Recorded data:
════════

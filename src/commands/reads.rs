//! Pure-read entry points for the external collaborators listed in
//! `spec.md` §6: aggregate score, streak, a column's punch queue, and a
//! column's today-so-far punch count. None of these touch score or streak
//! state; they're plain `SELECT`s over the pool, no transaction needed.

use sqlx::{Pool, Sqlite};

use crate::clock::Calendar;
use crate::error::ApiError;
use crate::models::aggregate_score::AggregateScore;
use crate::models::punch::{Punch, PunchStatus};
use crate::models::streak::Streak;
use crate::store::{aggregate, punch as punch_store, streak as streak_store};
use chrono::{DateTime, Utc};

/// The aggregate score for (`user_id`, `activity_id`), or a zeroed row if
/// the pair has never had a ledger entry — callers shouldn't have to
/// special-case "never scored" vs. "scored zero".
pub async fn aggregate_score(
    pool: &Pool<Sqlite>,
    user_id: i64,
    activity_id: i64,
) -> Result<AggregateScore, ApiError> {
    Ok(aggregate::get(pool, user_id, activity_id)
        .await?
        .unwrap_or(AggregateScore { user_id, activity_id, score: 0 }))
}

/// The streak counters for (`user_id`, `activity_id`), or a zeroed row if
/// the pair has never had an approved punch.
pub async fn streak(
    pool: &Pool<Sqlite>,
    user_id: i64,
    activity_id: i64,
) -> Result<Streak, ApiError> {
    Ok(streak_store::get(pool, user_id, activity_id)
        .await?
        .unwrap_or_else(|| Streak::new(user_id, activity_id)))
}

/// Active punches on `column_id` with `status`, newest first.
pub async fn punches_by_column(
    pool: &Pool<Sqlite>,
    column_id: i64,
    status: PunchStatus,
) -> Result<Vec<Punch>, ApiError> {
    punch_store::list_by_column_and_status(pool, column_id, status).await
}

/// How many punches `user_id` has already submitted on `column_id` today,
/// in the deployment's civil timezone — the same count Admission checks
/// against `Column.DailyPunchLimit`, exposed read-only for callers that
/// want to show "N of M left today" without attempting a submission.
pub async fn todays_punch_count(
    pool: &Pool<Sqlite>,
    calendar: &Calendar,
    now: DateTime<Utc>,
    user_id: i64,
    column_id: i64,
) -> Result<i64, ApiError> {
    let day_start = calendar.day_start(now).timestamp();
    let day_end = day_start + 86_400;
    punch_store::count_todays_punches(pool, user_id, column_id, day_start, day_end).await
}
use serde::{Deserialize, Serialize};
use sqlx::FromRow;

/// One append-only (soft-deletable) credit on the ledger. `punch_date` is
/// the civil day index (`Calendar::day_index`) the originating punch
/// occurred on, never the award instant.
#[derive(Debug, Serialize, Deserialize, FromRow, Clone)]
pub struct ScoreEntry {
    pub id: i64,
    pub user_id: i64,
    pub column_id: i64,
    pub punch_id: i64,
    pub count: i64,
    pub cause: String,
    pub marked_by: String,
    pub punch_date: i64,
}

pub const CAUSE_AUTO: &str = "Auto";

pub fn project_bonus_cause(project_id: i64) -> String {
    format!("ProjectCompletionBonus#{}", project_id)
}

pub fn activity_bonus_cause(activity_id: i64) -> String {
    format!("ActivityCompletionBonus#{}", activity_id)
}

/// Builds the `marked_by` audit string: `"<label>#<reviewer id>"`. If the
/// caller-supplied cause is literally `"Auto"`, the caller must suffix it
/// before storing so automatic and special-but-named-"Auto" awards never
/// collide in the ledger (see SPEC_FULL.md §B).
pub fn compose_marked_by(label: &str, reviewer_id: i64) -> String {
    format!("{}#{}", label, reviewer_id)
}

/// Disambiguates a caller-supplied cause from the automatic-award cause
/// when they collide verbatim.
pub fn disambiguate_special_cause(cause: &str) -> String {
    if cause == CAUSE_AUTO {
        format!("{}#special", CAUSE_AUTO)
    } else {
        cause.to_string()
    }
}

════════

*Task statement:* Each record above should be repeated exactly.

*Exercise response:*
filename src/commands/reads.rs
//! Pure-read entry points for the external collaborators listed in
//! `spec.md` §6: aggregate score, streak, a column's punch queue, and a
//! column's today-so-far punch count. None of these touch score or streak
//! state; they're plain `SELECT`s over the pool, no transaction needed.

use sqlx::{Pool, Sqlite};

use crate::clock::Calendar;
use crate::error::ApiError;
use crate::models::aggregate_score::AggregateScore;
use crate::models::punch::{Punch, PunchStatus};
use crate::models::streak::Streak;
use crate::store::{aggregate, punch as punch_store, streak as streak_store};
use chrono::{DateTime, Utc};

/// The aggregate score for (`user_id`, `activity_id`), or a zeroed row if
/// the pair has never had a ledger entry — callers shouldn't have to
/// special-case "never scored" vs. "scored zero".
pub async fn aggregate_score(
    pool: &Pool<Sqlite>,
    user_id: i64,
    activity_id: i64,
) -> Result<AggregateScore, ApiError> {
    Ok(aggregate::get(pool, user_id, activity_id)
        .await?
        .unwrap_or(AggregateScore { user_id, activity_id, score: 0 }))
}

/// The streak counters for (`user_id`, `activity_id`), or a zeroed row if
/// the pair has never had an approved punch.
pub async fn streak(
    pool: &Pool<Sqlite>,
    user_id: i64,
    activity_id: i64,
) -> Result<Streak, ApiError> {
    Ok(streak_store::get(pool, user_id, activity_id)
        .await?
        .unwrap_or_else(|| Streak::new(user_id, activity_id)))
}

/// Active punches on `column_id` with `status`, newest first.
pub async fn punches_by_column(
    pool: &Pool<Sqlite>,
    column_id: i64,
    status: PunchStatus,
) -> Result<Vec<Punch>, ApiError> {
    punch_store::list_by_column_and_status(pool, column_id, status).await
}

/// How many punches `user_id` has already submitted on `column_id` today,
/// in the deployment's civil timezone — the same count Admission checks
/// against `Column.DailyPunchLimit`, exposed read-only for callers that
/// want to show "N of M left today" without attempting a submission.
pub async fn todays_punch_count(
    pool: &Pool<Sqlite>,
    calendar: &Calendar,
    now: DateTime<Utc>,
    user_id: i64,
    column_id: i64,
) -> Result<i64, ApiError> {
    let day_start = calendar.day_start(now).timestamp();
    let day_end = day_start + 86_400;
    punch_store::count_todays_punches(pool, user_id, column_id, day_start, day_end).await
}
use serde::{Deserialize, Serialize};
use sqlx::FromRow;

/// One append-only (soft-deletable) credit on the ledger. `punch_date` is
/// the civil day index (`Calendar::day_index`) the originating punch
/// occurred on, never the award instant.
#[derive(Debug, Serialize, Deserialize, FromRow, Clone)]
pub struct ScoreEntry {
    pub id: i64,
    pub user_id: i64,
    pub column_id: i64,
    pub punch_id: i64,
    pub count: i64,
    pub cause: String,
    pub marked_by: String,
    pub punch_date: i64,
}

pub const CAUSE_AUTO: &str = "Auto";

pub fn project_bonus_cause(project_id: i64) -> String {
    format!("ProjectCompletionBonus#{}", project_id)
}

pub fn activity_bonus_cause(activity_id: i64) -> String {
    format!("ActivityCompletionBonus#{}", activity_id)
}

/// Builds the `marked_by` audit string: `"<label>#<reviewer id>"`. If the
/// caller-supplied cause is literally `"Auto"`, the caller must suffix it
/// before storing so automatic and special-but-named-"Auto" awards never
/// collide in the ledger (see SPEC_FULL.md §B).
pub fn compose_marked_by(label: &str, reviewer_id: i64) -> String {
    format!("{}#{}", label, reviewer_id)
}

/// Disambiguates a caller-supplied cause from the automatic-award cause
/// when they collide verbatim.
pub fn disambiguate_special_cause(cause: &str) -> String {
    if cause == CAUSE_AUTO {
        format!("{}#special", CAUSE_AUTO)
    } else {
        cause.to_string()
    }
}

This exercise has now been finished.